Stored data entries
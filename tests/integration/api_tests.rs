//! API integration tests
//!
//! Run against a live server backed by PostgreSQL and Redis:
//! `cargo test -- --ignored`

use reqwest::{multipart, Client, StatusCode};
use serde_json::{json, Value};
use uuid::Uuid;

const BASE_URL: &str = "http://localhost:8080/api";

/// Client that keeps the session cookie between calls
fn session_client() -> Client {
    Client::builder()
        .cookie_store(true)
        .build()
        .expect("Failed to build client")
}

fn unique_email(prefix: &str) -> String {
    format!("{}-{}@uni.test", prefix, Uuid::new_v4().simple())
}

async fn register_admin(client: &Client, email: &str) {
    let request = json!({
        "fullName": "Test Librarian",
        "email": email,
        "password": "librarian-pass",
    });
    let form = multipart::Form::new().text("request", request.to_string());

    let response = client
        .post(format!("{}/admin/register", BASE_URL))
        .multipart(form)
        .send()
        .await
        .expect("Failed to send request");
    assert_eq!(response.status(), StatusCode::OK);
}

async fn register_student(client: &Client, email: &str) -> reqwest::Response {
    let request = json!({
        "fullName": "Test Student",
        "email": email,
        "universityId": "U-12345",
        "password": "student-pass",
    });
    let card = multipart::Part::bytes(vec![0x89, b'P', b'N', b'G'])
        .file_name("card.png")
        .mime_str("image/png")
        .expect("Invalid mime type");
    let form = multipart::Form::new()
        .text("request", request.to_string())
        .part("idCardImage", card);

    client
        .post(format!("{}/user/register", BASE_URL))
        .multipart(form)
        .send()
        .await
        .expect("Failed to send request")
}

async fn create_book(admin: &Client, copies: i32) -> String {
    let response = admin
        .post(format!("{}/books/createBook", BASE_URL))
        .json(&json!({
            "title": format!("Integration Book {}", Uuid::new_v4().simple()),
            "author": "Test Author",
            "genre": "Testing",
            "total_copies": copies,
            "color": "#336699",
            "description": "A book used by the integration tests",
            "cover": "https://example.test/cover.png",
            "summary": "Summary",
        }))
        .send()
        .await
        .expect("Failed to send request");
    assert_eq!(response.status(), StatusCode::CREATED);

    let body: Value = response.json().await.expect("Failed to parse response");
    body["bookId"].as_str().expect("No bookId").to_string()
}

#[tokio::test]
#[ignore] // Run with: cargo test -- --ignored
async fn test_health_check() {
    let response = Client::new()
        .get(format!("{}/health", BASE_URL))
        .send()
        .await
        .expect("Failed to send request");

    assert!(response.status().is_success());

    let body: Value = response.json().await.expect("Failed to parse response");
    assert_eq!(body["status"], "healthy");
}

#[tokio::test]
#[ignore]
async fn test_protected_route_requires_session() {
    let response = Client::new()
        .get(format!("{}/user/profile", BASE_URL))
        .send()
        .await
        .expect("Failed to send request");

    assert_eq!(response.status(), StatusCode::UNAUTHORIZED);
}

#[tokio::test]
#[ignore]
async fn test_student_registration_and_login() {
    let client = session_client();
    let email = unique_email("student");

    let response = register_student(&client, &email).await;
    assert_eq!(response.status(), StatusCode::OK);

    let profile: Value = client
        .get(format!("{}/user/profile", BASE_URL))
        .send()
        .await
        .expect("Failed to send request")
        .json()
        .await
        .expect("Failed to parse response");
    assert_eq!(profile["email"], email.as_str());
    assert_eq!(profile["accountStatus"], "Verification Pending");

    // Same e-mail in a different case is a duplicate
    let duplicate = register_student(&session_client(), &email.to_uppercase()).await;
    assert_eq!(duplicate.status(), StatusCode::CONFLICT);

    let wrong = Client::new()
        .post(format!("{}/user/login", BASE_URL))
        .json(&json!({ "email": email, "password": "not-the-password" }))
        .send()
        .await
        .expect("Failed to send request");
    assert_eq!(wrong.status(), StatusCode::UNAUTHORIZED);
}

#[tokio::test]
#[ignore]
async fn test_second_login_revokes_first_session() {
    let first = session_client();
    let email = unique_email("single");
    assert_eq!(register_student(&first, &email).await.status(), StatusCode::OK);

    let second = session_client();
    let response = second
        .post(format!("{}/user/login", BASE_URL))
        .json(&json!({ "email": email, "password": "student-pass" }))
        .send()
        .await
        .expect("Failed to send request");
    assert_eq!(response.status(), StatusCode::OK);

    let stale = first
        .get(format!("{}/user/profile", BASE_URL))
        .send()
        .await
        .expect("Failed to send request");
    assert_eq!(stale.status(), StatusCode::UNAUTHORIZED);

    let live = second
        .get(format!("{}/user/profile", BASE_URL))
        .send()
        .await
        .expect("Failed to send request");
    assert_eq!(live.status(), StatusCode::OK);
}

#[tokio::test]
#[ignore]
async fn test_student_cannot_use_admin_routes() {
    let student = session_client();
    assert_eq!(
        register_student(&student, &unique_email("nosy")).await.status(),
        StatusCode::OK
    );

    let response = student
        .get(format!("{}/user/allUsers", BASE_URL))
        .send()
        .await
        .expect("Failed to send request");
    assert_eq!(response.status(), StatusCode::FORBIDDEN);
}

#[tokio::test]
#[ignore]
async fn test_borrow_lifecycle() {
    let admin = session_client();
    register_admin(&admin, &unique_email("admin")).await;

    let student = session_client();
    let student_email = unique_email("borrower");
    assert_eq!(
        register_student(&student, &student_email).await.status(),
        StatusCode::OK
    );

    let book_id = create_book(&admin, 1).await;

    // Pending accounts cannot borrow
    let early = student
        .post(format!("{}/borrow-requests/create", BASE_URL))
        .json(&json!({ "bookId": book_id }))
        .send()
        .await
        .expect("Failed to send request");
    assert_eq!(early.status(), StatusCode::FORBIDDEN);

    let approved = admin
        .put(format!("{}/user/approve/{}", BASE_URL, student_email))
        .send()
        .await
        .expect("Failed to send request");
    assert_eq!(approved.status(), StatusCode::OK);

    let created = student
        .post(format!("{}/borrow-requests/create", BASE_URL))
        .json(&json!({ "bookId": book_id }))
        .send()
        .await
        .expect("Failed to send request");
    assert_eq!(created.status(), StatusCode::CREATED);
    let request: Value = created.json().await.expect("Failed to parse response");
    assert_eq!(request["status"], "Pending");
    let request_id = request["id"].as_str().expect("No request id").to_string();

    let duplicate = student
        .post(format!("{}/borrow-requests/create", BASE_URL))
        .json(&json!({ "bookId": book_id }))
        .send()
        .await
        .expect("Failed to send request");
    assert_eq!(duplicate.status(), StatusCode::CONFLICT);

    let lent = admin
        .put(format!("{}/borrow-requests/approve-request/{}", BASE_URL, request_id))
        .send()
        .await
        .expect("Failed to send request");
    assert_eq!(lent.status(), StatusCode::OK);
    let lent: Value = lent.json().await.expect("Failed to parse response");
    assert_eq!(lent["status"], "Borrowed");
    assert!(lent["dueDate"].is_string());

    let book: Value = admin
        .get(format!("{}/books/{}", BASE_URL, book_id))
        .send()
        .await
        .expect("Failed to send request")
        .json()
        .await
        .expect("Failed to parse response");
    assert_eq!(book["available_copies"], 0);

    // A borrowed book cannot be deleted
    let blocked = admin
        .delete(format!("{}/books/{}", BASE_URL, book_id))
        .send()
        .await
        .expect("Failed to send request");
    assert_eq!(blocked.status(), StatusCode::CONFLICT);

    let returned = admin
        .put(format!("{}/borrow-requests/return-book/{}", BASE_URL, request_id))
        .send()
        .await
        .expect("Failed to send request");
    assert_eq!(returned.status(), StatusCode::OK);
    let returned: Value = returned.json().await.expect("Failed to parse response");
    assert_eq!(returned["status"], "Returned");

    let status = student
        .post(format!("{}/borrow-requests/check-status", BASE_URL))
        .json(&json!({ "bookId": book_id }))
        .send()
        .await
        .expect("Failed to send request");
    assert_eq!(status.status(), StatusCode::OK);

    let deleted = admin
        .delete(format!("{}/books/{}", BASE_URL, book_id))
        .send()
        .await
        .expect("Failed to send request");
    assert_eq!(deleted.status(), StatusCode::OK);
}

#[tokio::test]
#[ignore]
async fn test_rating_only_once() {
    let admin = session_client();
    register_admin(&admin, &unique_email("rater-admin")).await;
    let book_id = create_book(&admin, 2).await;

    let student = session_client();
    assert_eq!(
        register_student(&student, &unique_email("rater")).await.status(),
        StatusCode::OK
    );

    let rate = |value: i32| {
        student
            .post(format!("{}/books/rating", BASE_URL))
            .json(&json!({ "bookId": book_id, "rating": value }))
            .send()
    };

    assert_eq!(
        rate(6).await.expect("Failed to send request").status(),
        StatusCode::BAD_REQUEST
    );
    assert_eq!(
        rate(4).await.expect("Failed to send request").status(),
        StatusCode::OK
    );
    assert_eq!(
        rate(5).await.expect("Failed to send request").status(),
        StatusCode::CONFLICT
    );

    let book: Value = student
        .get(format!("{}/books/{}", BASE_URL, book_id))
        .send()
        .await
        .expect("Failed to send request")
        .json()
        .await
        .expect("Failed to parse response");
    assert_eq!(book["rating"], 4.0);
}

#[tokio::test]
#[ignore]
async fn test_student_with_borrowed_book_cannot_be_deleted() {
    let admin = session_client();
    register_admin(&admin, &unique_email("keeper-admin")).await;

    let student = session_client();
    let student_email = unique_email("holder");
    assert_eq!(
        register_student(&student, &student_email).await.status(),
        StatusCode::OK
    );
    let approved = admin
        .put(format!("{}/user/approve/{}", BASE_URL, student_email))
        .send()
        .await
        .expect("Failed to send request");
    assert_eq!(approved.status(), StatusCode::OK);

    let book_id = create_book(&admin, 1).await;
    let created: Value = student
        .post(format!("{}/borrow-requests/create", BASE_URL))
        .json(&json!({ "bookId": book_id }))
        .send()
        .await
        .expect("Failed to send request")
        .json()
        .await
        .expect("Failed to parse response");
    let request_id = created["id"].as_str().expect("No request id").to_string();

    let lent = admin
        .put(format!("{}/borrow-requests/approve-request/{}", BASE_URL, request_id))
        .send()
        .await
        .expect("Failed to send request");
    assert_eq!(lent.status(), StatusCode::OK);

    let blocked = admin
        .delete(format!("{}/user/delete/{}", BASE_URL, student_email))
        .send()
        .await
        .expect("Failed to send request");
    assert_eq!(blocked.status(), StatusCode::CONFLICT);
    let body: Value = blocked.json().await.expect("Failed to parse response");
    assert_eq!(body["message"], "Cannot delete user with borrowed books");

    let users: Value = admin
        .get(format!("{}/user/allUsers", BASE_URL))
        .send()
        .await
        .expect("Failed to send request")
        .json()
        .await
        .expect("Failed to parse response");
    let still_there = users
        .as_array()
        .expect("Expected a list")
        .iter()
        .any(|user| user["email"] == student_email.as_str());
    assert!(still_there);
}

#[tokio::test]
#[ignore]
async fn test_admin_cannot_delete_own_account() {
    let admin = session_client();
    let email = unique_email("self-admin");
    register_admin(&admin, &email).await;

    let response = admin
        .delete(format!("{}/admin/delete/{}", BASE_URL, email))
        .send()
        .await
        .expect("Failed to send request");
    assert_eq!(response.status(), StatusCode::CONFLICT);

    // Session survives the refusal
    let admins = admin
        .get(format!("{}/admin/allAdmins", BASE_URL))
        .send()
        .await
        .expect("Failed to send request");
    assert_eq!(admins.status(), StatusCode::OK);
}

TASK BRIEF: Extract the first line above and each line after it up to and including the one with "Client::builder()", please, exactly and with nothing else.

ANSWER BOX:
filename tests/integration/api_tests.rs
//! API integration tests
//!
//! Run against a live server backed by PostgreSQL and Redis:
//! `cargo test -- --ignored`

use reqwest::{multipart, Client, StatusCode};
use serde_json::{json, Value};
use uuid::Uuid;

const BASE_URL: &str = "http://localhost:8080/api";

/// Client that keeps the session cookie between calls
fn session_client() -> Client {
    Client::builder()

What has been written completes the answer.